=== Exercise inputs ===

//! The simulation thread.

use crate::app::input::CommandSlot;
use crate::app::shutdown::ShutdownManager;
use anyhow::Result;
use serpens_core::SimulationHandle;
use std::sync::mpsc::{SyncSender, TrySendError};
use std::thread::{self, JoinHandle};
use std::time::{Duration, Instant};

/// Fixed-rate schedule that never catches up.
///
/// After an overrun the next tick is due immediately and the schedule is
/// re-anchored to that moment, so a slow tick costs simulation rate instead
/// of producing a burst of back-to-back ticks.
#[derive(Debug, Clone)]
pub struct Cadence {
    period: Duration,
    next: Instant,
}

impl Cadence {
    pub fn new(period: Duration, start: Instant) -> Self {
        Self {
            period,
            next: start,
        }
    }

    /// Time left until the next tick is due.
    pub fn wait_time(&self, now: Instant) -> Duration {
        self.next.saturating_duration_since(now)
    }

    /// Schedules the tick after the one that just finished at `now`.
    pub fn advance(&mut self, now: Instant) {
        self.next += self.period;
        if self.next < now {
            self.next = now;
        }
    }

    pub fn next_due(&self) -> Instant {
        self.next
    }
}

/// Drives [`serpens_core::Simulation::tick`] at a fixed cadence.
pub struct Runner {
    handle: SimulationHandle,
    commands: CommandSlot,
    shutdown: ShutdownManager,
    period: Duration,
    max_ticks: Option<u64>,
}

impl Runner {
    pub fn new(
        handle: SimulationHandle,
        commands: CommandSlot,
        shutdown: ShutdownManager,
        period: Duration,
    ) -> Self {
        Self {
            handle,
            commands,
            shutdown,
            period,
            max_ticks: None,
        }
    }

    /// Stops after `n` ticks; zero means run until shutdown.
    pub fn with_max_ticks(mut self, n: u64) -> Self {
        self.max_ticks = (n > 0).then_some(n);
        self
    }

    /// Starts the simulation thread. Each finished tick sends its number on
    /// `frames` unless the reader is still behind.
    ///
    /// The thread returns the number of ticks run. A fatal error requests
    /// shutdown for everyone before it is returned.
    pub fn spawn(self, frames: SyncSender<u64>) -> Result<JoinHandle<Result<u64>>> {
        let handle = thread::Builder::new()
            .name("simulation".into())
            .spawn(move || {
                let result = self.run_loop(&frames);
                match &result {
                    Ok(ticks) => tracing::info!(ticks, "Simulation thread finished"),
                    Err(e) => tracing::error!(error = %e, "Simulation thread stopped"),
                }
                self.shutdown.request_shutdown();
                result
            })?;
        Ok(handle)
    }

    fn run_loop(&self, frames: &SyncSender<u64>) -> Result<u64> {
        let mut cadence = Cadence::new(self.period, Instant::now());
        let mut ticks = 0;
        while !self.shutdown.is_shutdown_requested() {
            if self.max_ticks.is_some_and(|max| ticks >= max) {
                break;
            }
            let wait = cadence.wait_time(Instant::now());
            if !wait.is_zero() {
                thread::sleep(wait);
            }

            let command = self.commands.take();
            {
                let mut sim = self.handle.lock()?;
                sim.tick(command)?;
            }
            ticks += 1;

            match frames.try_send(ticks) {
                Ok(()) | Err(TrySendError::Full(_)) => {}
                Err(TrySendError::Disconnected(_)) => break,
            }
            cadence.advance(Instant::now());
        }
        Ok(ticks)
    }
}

===
=== Exercise inputs ===

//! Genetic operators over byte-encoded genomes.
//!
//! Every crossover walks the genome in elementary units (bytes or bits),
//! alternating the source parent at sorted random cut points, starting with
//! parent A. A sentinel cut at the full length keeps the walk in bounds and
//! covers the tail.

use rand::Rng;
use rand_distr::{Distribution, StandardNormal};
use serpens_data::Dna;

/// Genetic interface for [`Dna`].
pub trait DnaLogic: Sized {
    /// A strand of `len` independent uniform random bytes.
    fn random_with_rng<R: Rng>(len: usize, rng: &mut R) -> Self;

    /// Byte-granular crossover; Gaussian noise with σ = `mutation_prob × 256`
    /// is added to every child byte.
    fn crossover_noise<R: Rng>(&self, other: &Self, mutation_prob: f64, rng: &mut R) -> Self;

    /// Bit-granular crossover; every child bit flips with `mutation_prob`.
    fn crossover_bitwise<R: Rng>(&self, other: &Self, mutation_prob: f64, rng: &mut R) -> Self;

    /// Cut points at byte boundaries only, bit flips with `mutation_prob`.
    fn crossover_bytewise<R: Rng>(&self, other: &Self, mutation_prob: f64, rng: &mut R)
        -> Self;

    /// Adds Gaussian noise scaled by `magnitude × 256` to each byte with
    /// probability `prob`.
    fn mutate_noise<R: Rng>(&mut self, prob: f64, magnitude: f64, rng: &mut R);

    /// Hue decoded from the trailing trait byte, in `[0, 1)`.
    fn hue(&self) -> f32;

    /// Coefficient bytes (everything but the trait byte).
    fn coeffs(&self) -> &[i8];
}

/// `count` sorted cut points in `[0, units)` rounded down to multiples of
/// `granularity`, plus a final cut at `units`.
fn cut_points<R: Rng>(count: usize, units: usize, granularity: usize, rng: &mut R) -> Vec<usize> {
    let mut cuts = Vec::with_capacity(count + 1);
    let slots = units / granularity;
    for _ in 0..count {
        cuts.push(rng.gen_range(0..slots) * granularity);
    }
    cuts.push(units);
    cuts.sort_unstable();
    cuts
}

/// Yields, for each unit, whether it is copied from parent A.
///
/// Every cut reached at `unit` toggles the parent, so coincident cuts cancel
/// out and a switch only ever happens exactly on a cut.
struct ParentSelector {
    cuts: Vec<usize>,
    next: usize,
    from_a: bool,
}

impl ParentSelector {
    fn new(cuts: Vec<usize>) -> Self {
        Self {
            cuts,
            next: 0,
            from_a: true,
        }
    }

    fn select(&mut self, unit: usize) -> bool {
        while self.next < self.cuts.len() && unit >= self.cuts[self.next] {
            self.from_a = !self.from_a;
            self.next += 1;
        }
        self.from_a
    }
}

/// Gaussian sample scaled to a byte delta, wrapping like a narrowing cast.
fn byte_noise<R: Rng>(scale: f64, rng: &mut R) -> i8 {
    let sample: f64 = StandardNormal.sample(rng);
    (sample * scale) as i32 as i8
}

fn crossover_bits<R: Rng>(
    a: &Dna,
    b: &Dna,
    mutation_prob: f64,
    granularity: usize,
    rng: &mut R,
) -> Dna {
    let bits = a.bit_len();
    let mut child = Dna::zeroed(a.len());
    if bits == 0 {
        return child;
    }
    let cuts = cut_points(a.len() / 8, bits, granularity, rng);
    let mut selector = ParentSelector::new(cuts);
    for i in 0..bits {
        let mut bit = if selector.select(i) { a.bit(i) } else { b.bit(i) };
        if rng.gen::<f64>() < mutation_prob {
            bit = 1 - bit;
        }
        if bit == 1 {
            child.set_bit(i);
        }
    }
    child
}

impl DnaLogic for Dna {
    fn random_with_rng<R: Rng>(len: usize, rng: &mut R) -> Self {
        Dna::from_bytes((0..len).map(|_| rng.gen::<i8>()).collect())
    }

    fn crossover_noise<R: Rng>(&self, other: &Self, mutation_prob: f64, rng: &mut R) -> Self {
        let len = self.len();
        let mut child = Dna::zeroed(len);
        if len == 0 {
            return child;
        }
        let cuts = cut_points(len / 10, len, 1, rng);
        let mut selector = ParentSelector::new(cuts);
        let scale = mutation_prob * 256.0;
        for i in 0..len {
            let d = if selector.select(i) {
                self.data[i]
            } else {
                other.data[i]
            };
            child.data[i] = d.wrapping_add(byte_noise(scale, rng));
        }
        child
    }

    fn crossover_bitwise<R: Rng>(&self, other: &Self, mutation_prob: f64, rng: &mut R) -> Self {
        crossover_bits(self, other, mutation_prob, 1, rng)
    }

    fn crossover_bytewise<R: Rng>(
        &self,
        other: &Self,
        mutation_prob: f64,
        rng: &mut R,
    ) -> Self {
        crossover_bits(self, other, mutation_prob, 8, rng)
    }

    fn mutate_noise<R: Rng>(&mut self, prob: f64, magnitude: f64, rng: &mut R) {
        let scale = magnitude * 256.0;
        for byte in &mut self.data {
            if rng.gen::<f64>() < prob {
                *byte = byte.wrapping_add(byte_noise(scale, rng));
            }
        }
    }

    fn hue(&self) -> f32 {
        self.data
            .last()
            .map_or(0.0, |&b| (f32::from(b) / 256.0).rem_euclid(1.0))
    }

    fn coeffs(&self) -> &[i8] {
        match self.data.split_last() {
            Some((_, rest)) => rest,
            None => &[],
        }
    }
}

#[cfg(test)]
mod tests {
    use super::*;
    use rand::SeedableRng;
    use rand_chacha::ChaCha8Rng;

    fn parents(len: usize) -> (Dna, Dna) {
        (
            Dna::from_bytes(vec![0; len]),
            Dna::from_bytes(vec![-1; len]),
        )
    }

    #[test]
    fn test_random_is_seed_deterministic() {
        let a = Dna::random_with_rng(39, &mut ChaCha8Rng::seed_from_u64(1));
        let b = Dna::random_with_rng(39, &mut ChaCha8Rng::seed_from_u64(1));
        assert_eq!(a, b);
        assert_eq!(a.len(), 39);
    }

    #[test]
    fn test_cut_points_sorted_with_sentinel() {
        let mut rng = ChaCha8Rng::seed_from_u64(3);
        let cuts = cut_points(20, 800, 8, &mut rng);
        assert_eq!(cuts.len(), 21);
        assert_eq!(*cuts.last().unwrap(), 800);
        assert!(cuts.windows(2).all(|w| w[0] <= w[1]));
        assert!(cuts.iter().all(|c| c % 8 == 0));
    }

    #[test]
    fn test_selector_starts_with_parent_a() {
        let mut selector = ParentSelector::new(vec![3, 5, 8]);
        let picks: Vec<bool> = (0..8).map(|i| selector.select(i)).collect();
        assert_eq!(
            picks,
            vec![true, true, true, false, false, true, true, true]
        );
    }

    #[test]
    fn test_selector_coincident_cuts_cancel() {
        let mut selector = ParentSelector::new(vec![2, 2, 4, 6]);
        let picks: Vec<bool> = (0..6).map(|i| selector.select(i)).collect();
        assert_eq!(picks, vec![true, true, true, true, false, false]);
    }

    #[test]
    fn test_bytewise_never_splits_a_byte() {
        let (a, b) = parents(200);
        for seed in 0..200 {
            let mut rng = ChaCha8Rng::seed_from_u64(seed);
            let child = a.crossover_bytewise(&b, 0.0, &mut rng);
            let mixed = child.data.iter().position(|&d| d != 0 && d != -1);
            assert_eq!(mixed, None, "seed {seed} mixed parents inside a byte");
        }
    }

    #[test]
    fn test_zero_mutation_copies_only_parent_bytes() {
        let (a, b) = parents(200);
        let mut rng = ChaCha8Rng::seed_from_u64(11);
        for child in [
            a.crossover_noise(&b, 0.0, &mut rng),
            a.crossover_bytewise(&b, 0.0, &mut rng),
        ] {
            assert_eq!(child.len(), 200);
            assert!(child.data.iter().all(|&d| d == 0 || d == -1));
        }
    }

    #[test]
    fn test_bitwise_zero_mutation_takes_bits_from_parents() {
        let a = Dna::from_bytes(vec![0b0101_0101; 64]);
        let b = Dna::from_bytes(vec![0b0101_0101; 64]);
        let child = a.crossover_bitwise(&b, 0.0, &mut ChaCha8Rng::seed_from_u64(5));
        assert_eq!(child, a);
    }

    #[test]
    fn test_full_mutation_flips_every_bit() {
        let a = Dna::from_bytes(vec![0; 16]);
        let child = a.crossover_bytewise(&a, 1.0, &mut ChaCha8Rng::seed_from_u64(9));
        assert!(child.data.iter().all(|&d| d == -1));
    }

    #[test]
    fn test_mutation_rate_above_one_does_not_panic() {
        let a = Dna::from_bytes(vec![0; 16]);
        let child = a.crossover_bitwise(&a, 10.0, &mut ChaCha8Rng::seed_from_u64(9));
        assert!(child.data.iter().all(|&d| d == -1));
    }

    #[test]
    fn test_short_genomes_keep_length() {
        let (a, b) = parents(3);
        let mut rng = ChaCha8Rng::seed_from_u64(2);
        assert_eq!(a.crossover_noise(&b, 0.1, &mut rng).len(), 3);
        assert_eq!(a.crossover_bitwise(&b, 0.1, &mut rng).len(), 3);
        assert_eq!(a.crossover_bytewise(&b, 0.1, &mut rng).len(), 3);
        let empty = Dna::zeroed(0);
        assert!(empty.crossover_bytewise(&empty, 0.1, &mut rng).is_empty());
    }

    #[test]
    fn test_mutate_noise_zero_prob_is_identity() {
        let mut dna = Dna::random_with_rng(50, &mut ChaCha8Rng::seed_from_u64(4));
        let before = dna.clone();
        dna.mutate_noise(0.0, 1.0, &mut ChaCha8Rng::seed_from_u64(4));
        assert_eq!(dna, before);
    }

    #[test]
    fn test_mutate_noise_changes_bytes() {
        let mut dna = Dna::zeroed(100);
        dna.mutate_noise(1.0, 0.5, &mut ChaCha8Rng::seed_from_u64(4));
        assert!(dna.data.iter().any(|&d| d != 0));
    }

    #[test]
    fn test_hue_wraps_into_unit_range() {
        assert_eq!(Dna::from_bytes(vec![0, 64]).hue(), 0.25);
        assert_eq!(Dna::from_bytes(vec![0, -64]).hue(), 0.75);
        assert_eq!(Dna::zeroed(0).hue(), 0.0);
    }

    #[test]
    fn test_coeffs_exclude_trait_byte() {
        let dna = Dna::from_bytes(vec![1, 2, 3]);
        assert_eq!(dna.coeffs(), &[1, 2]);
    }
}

===

> [Problem statement] Retrieve all lines from the data that contain the string "spawn".

> [Response area]
    pub fn spawn(self, frames: SyncSender<u64>) -> Result<JoinHandle<Result<u64>>> {
            .spawn(move || {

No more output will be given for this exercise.